== Directions ==
Return all entries below exactly. Skip nothing.

[Stored data entries]
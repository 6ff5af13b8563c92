use serde_json::Value;
use tracing::{debug, warn};

use super::group::{group_for_owner, OWNER_GROUP};
use super::{describe, LOG_TARGET};
use crate::aliases::{
    WAITLIST_DEFERRED, WAITLIST_ESTIMATED_COURT_TIME, WAITLIST_ID, WAITLIST_JOINED_AT,
    WAITLIST_MINUTES_WAITING, WAITLIST_POSITION, WAITLIST_STATUS,
};
use crate::clock;
use crate::raw::RawRecord;
use crate::types::{Group, WaitlistEntry, WaitlistStatus};

/// Normalizes one waiting-group record.
///
/// `minutes_waiting` is taken from the record when present and otherwise
/// derived as whole minutes between `joined_at` and `server_now`, clamped at
/// zero. A missing `joined_at` is treated as joining at `server_now`.
#[must_use]
pub fn normalize_waitlist_entry(raw: Option<&Value>, server_now: &str) -> WaitlistEntry {
    let record = RawRecord::new(raw);
    if !record.is_object() {
        warn!(target: LOG_TARGET, kind = describe(raw), "waitlist entry is not an object; using placeholder");
        return WaitlistEntry {
            id: String::new(),
            position: 0,
            group: Group::empty(),
            joined_at: server_now.to_string(),
            minutes_waiting: 0,
            estimated_court_time: None,
            status: WaitlistStatus::Waiting,
        };
    }

    let id = record.string(&WAITLIST_ID).unwrap_or_else(|| {
        warn!(target: LOG_TARGET, "waitlist entry has no id");
        String::new()
    });
    let position = record.integer(&WAITLIST_POSITION).unwrap_or_else(|| {
        warn!(target: LOG_TARGET, entry_id = %id, "waitlist entry has no position");
        0
    });
    let joined_at = record.string(&WAITLIST_JOINED_AT).unwrap_or_else(|| {
        warn!(target: LOG_TARGET, entry_id = %id, "waitlist entry has no joinedAt; assuming serverNow");
        server_now.to_string()
    });

    let minutes_waiting = match record.integer(&WAITLIST_MINUTES_WAITING) {
        Some(minutes) => minutes,
        None => derive_minutes_waiting(&id, &joined_at, server_now),
    };

    WaitlistEntry {
        group: group_for_owner(record, &OWNER_GROUP),
        estimated_court_time: record.string(&WAITLIST_ESTIMATED_COURT_TIME),
        status: entry_status(record, &id),
        id,
        position,
        joined_at,
        minutes_waiting,
    }
}

fn derive_minutes_waiting(entry_id: &str, joined_at: &str, server_now: &str) -> i64 {
    match clock::minutes_between(joined_at, server_now) {
        Some(minutes) if minutes < 0 => {
            warn!(target: LOG_TARGET, entry_id, joined_at, server_now, "entry joined after serverNow; clamping wait to zero");
            0
        }
        Some(minutes) => minutes,
        None => {
            debug!(target: LOG_TARGET, entry_id, joined_at, "cannot derive minutes waiting");
            0
        }
    }
}

fn entry_status(record: RawRecord<'_>, entry_id: &str) -> WaitlistStatus {
    let status = match record.string(&WAITLIST_STATUS) {
        Some(tag) => WaitlistStatus::parse(&tag).unwrap_or_else(|| {
            warn!(target: LOG_TARGET, entry_id, status = %tag, "unrecognized waitlist status; assuming waiting");
            WaitlistStatus::Waiting
        }),
        None => WaitlistStatus::Waiting,
    };
    if status == WaitlistStatus::Waiting && record.boolean(&WAITLIST_DEFERRED) == Some(true) {
        WaitlistStatus::Deferred
    } else {
        status
    }
}

#[cfg(test)]
mod tests {
    use serde_json::json;

    use super::*;
    use crate::types::GroupType;

    const NOW: &str = "2025-12-27T23:00:00Z";

    #[test]
    fn derives_minutes_waiting_from_server_now() {
        let raw = json!({
            "id": "w1",
            "position": 1,
            "joined_at": "2025-12-27T22:30:00Z",
            "participants": [{"memberId": "m2", "displayName": "Borna Coric"}]
        });
        let entry = normalize_waitlist_entry(Some(&raw), NOW);
        assert_eq!(entry.minutes_waiting, 30);
        assert_eq!(entry.group.players[0].display_name, "Borna Coric");
        assert_eq!(entry.group.group_type, GroupType::Singles);
        assert_eq!(entry.status, WaitlistStatus::Waiting);
    }

    #[test]
    fn explicit_minutes_waiting_wins() {
        let raw = json!({"id": "w1", "position": 1, "joinedAt": "2025-12-27T22:30:00Z", "minutesWaiting": 12});
        assert_eq!(normalize_waitlist_entry(Some(&raw), NOW).minutes_waiting, 12);
    }

    #[test]
    fn future_join_clamped_to_zero() {
        let raw = json!({"id": "w1", "position": 1, "joinedAt": "2025-12-27T23:05:00Z"});
        assert_eq!(normalize_waitlist_entry(Some(&raw), NOW).minutes_waiting, 0);
    }

    #[test]
    fn missing_joined_at_assumes_server_now() {
        let raw = json!({"id": "w1", "position": 2});
        let entry = normalize_waitlist_entry(Some(&raw), NOW);
        assert_eq!(entry.joined_at, NOW);
        assert_eq!(entry.minutes_waiting, 0);
    }

    #[test]
    fn deferred_flag_and_status() {
        let raw = json!({"id": "w1", "position": 1, "deferred": true});
        assert_eq!(normalize_waitlist_entry(Some(&raw), NOW).status, WaitlistStatus::Deferred);
        let raw = json!({"id": "w1", "position": 1, "status": "assigned", "deferred": true});
        assert_eq!(normalize_waitlist_entry(Some(&raw), NOW).status, WaitlistStatus::Assigned);
        let raw = json!({"id": "w1", "position": 1, "status": "teleported"});
        assert_eq!(normalize_waitlist_entry(Some(&raw), NOW).status, WaitlistStatus::Waiting);
    }

    #[test]
    fn estimated_court_time_is_optional() {
        let raw = json!({"id": "w1", "position": 1, "estimated_court_time": "2025-12-27T23:40:00Z"});
        assert_eq!(
            normalize_waitlist_entry(Some(&raw), NOW).estimated_court_time.as_deref(),
            Some("2025-12-27T23:40:00Z")
        );
        let raw = json!({"id": "w1", "position": 1, "estimatedCourtTime": null});
        assert!(normalize_waitlist_entry(Some(&raw), NOW).estimated_court_time.is_none());
    }

    #[test]
    fn null_entry_is_placeholder() {
        let entry = normalize_waitlist_entry(Some(&Value::Null), NOW);
        assert_eq!(entry.id, "");
        assert_eq!(entry.position, 0);
        assert!(entry.group.players.is_empty());
    }
}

== Your response ==
repository 6ff5af13b8563c92
use serde_json::Value;
use tracing::{debug, warn};

use super::group::{group_for_owner, OWNER_GROUP};
use super::{describe, LOG_TARGET};
use crate::aliases::{
    WAITLIST_DEFERRED, WAITLIST_ESTIMATED_COURT_TIME, WAITLIST_ID, WAITLIST_JOINED_AT,
    WAITLIST_MINUTES_WAITING, WAITLIST_POSITION, WAITLIST_STATUS,
};
use crate::clock;
use crate::raw::RawRecord;
use crate::types::{Group, WaitlistEntry, WaitlistStatus};

/// Normalizes one waiting-group record.
///
/// `minutes_waiting` is taken from the record when present and otherwise
/// derived as whole minutes between `joined_at` and `server_now`, clamped at
/// zero. A missing `joined_at` is treated as joining at `server_now`.
#[must_use]
pub fn normalize_waitlist_entry(raw: Option<&Value>, server_now: &str) -> WaitlistEntry {
    let record = RawRecord::new(raw);
    if !record.is_object() {
        warn!(target: LOG_TARGET, kind = describe(raw), "waitlist entry is not an object; using placeholder");
        return WaitlistEntry {
            id: String::new(),
            position: 0,
            group: Group::empty(),
            joined_at: server_now.to_string(),
            minutes_waiting: 0,
            estimated_court_time: None,
            status: WaitlistStatus::Waiting,
        };
    }

    let id = record.string(&WAITLIST_ID).unwrap_or_else(|| {
        warn!(target: LOG_TARGET, "waitlist entry has no id");
        String::new()
    });
    let position = record.integer(&WAITLIST_POSITION).unwrap_or_else(|| {
        warn!(target: LOG_TARGET, entry_id = %id, "waitlist entry has no position");
        0
    });
    let joined_at = record.string(&WAITLIST_JOINED_AT).unwrap_or_else(|| {
        warn!(target: LOG_TARGET, entry_id = %id, "waitlist entry has no joinedAt; assuming serverNow");
        server_now.to_string()
    });

    let minutes_waiting = match record.integer(&WAITLIST_MINUTES_WAITING) {
        Some(minutes) => minutes,
        None => derive_minutes_waiting(&id, &joined_at, server_now),
    };

    WaitlistEntry {
        group: group_for_owner(record, &OWNER_GROUP),
        estimated_court_time: record.string(&WAITLIST_ESTIMATED_COURT_TIME),
        status: entry_status(record, &id),
        id,
        position,
        joined_at,
        minutes_waiting,
    }
}

fn derive_minutes_waiting(entry_id: &str, joined_at: &str, server_now: &str) -> i64 {
    match clock::minutes_between(joined_at, server_now) {
        Some(minutes) if minutes < 0 => {
            warn!(target: LOG_TARGET, entry_id, joined_at, server_now, "entry joined after serverNow; clamping wait to zero");
            0
        }
        Some(minutes) => minutes,
        None => {
            debug!(target: LOG_TARGET, entry_id, joined_at, "cannot derive minutes waiting");
            0
        }
    }
}

fn entry_status(record: RawRecord<'_>, entry_id: &str) -> WaitlistStatus {
    let status = match record.string(&WAITLIST_STATUS) {
        Some(tag) => WaitlistStatus::parse(&tag).unwrap_or_else(|| {
            warn!(target: LOG_TARGET, entry_id, status = %tag, "unrecognized waitlist status; assuming waiting");
            WaitlistStatus::Waiting
        }),
        None => WaitlistStatus::Waiting,
    };
    if status == WaitlistStatus::Waiting && record.boolean(&WAITLIST_DEFERRED) == Some(true) {
        WaitlistStatus::Deferred
    } else {
        status
    }
}

#[cfg(test)]
mod tests {
    use serde_json::json;

    use super::*;
    use crate::types::GroupType;

    const NOW: &str = "2025-12-27T23:00:00Z";

    #[test]
    fn derives_minutes_waiting_from_server_now() {
        let raw = json!({
            "id": "w1",
            "position": 1,
            "joined_at": "2025-12-27T22:30:00Z",
            "participants": [{"memberId": "m2", "displayName": "Borna Coric"}]
        });
        let entry = normalize_waitlist_entry(Some(&raw), NOW);
        assert_eq!(entry.minutes_waiting, 30);
        assert_eq!(entry.group.players[0].display_name, "Borna Coric");
        assert_eq!(entry.group.group_type, GroupType::Singles);
        assert_eq!(entry.status, WaitlistStatus::Waiting);
    }

    #[test]
    fn explicit_minutes_waiting_wins() {
        let raw = json!({"id": "w1", "position": 1, "joinedAt": "2025-12-27T22:30:00Z", "minutesWaiting": 12});
        assert_eq!(normalize_waitlist_entry(Some(&raw), NOW).minutes_waiting, 12);
    }

    #[test]
    fn future_join_clamped_to_zero() {
        let raw = json!({"id": "w1", "position": 1, "joinedAt": "2025-12-27T23:05:00Z"});
        assert_eq!(normalize_waitlist_entry(Some(&raw), NOW).minutes_waiting, 0);
    }

    #[test]
    fn missing_joined_at_assumes_server_now() {
        let raw = json!({"id": "w1", "position": 2});
        let entry = normalize_waitlist_entry(Some(&raw), NOW);
        assert_eq!(entry.joined_at, NOW);
        assert_eq!(entry.minutes_waiting, 0);
    }

    #[test]
    fn deferred_flag_and_status() {
        let raw = json!({"id": "w1", "position": 1, "deferred": true});
        assert_eq!(normalize_waitlist_entry(Some(&raw), NOW).status, WaitlistStatus::Deferred);
        let raw = json!({"id": "w1", "position": 1, "status": "assigned", "deferred": true});
        assert_eq!(normalize_waitlist_entry(Some(&raw), NOW).status, WaitlistStatus::Assigned);
        let raw = json!({"id": "w1", "position": 1, "status": "teleported"});
        assert_eq!(normalize_waitlist_entry(Some(&raw), NOW).status, WaitlistStatus::Waiting);
    }

    #[test]
    fn estimated_court_time_is_optional() {
        let raw = json!({"id": "w1", "position": 1, "estimated_court_time": "2025-12-27T23:40:00Z"});
        assert_eq!(
            normalize_waitlist_entry(Some(&raw), NOW).estimated_court_time.as_deref(),
            Some("2025-12-27T23:40:00Z")
        );
        let raw = json!({"id": "w1", "position": 1, "estimatedCourtTime": null});
        assert!(normalize_waitlist_entry(Some(&raw), NOW).estimated_court_time.is_none());
    }

    #[test]
    fn null_entry_is_placeholder() {
        let entry = normalize_waitlist_entry(Some(&Value::Null), NOW);
        assert_eq!(entry.id, "");
        assert_eq!(entry.position, 0);
        assert!(entry.group.players.is_empty());
    }
}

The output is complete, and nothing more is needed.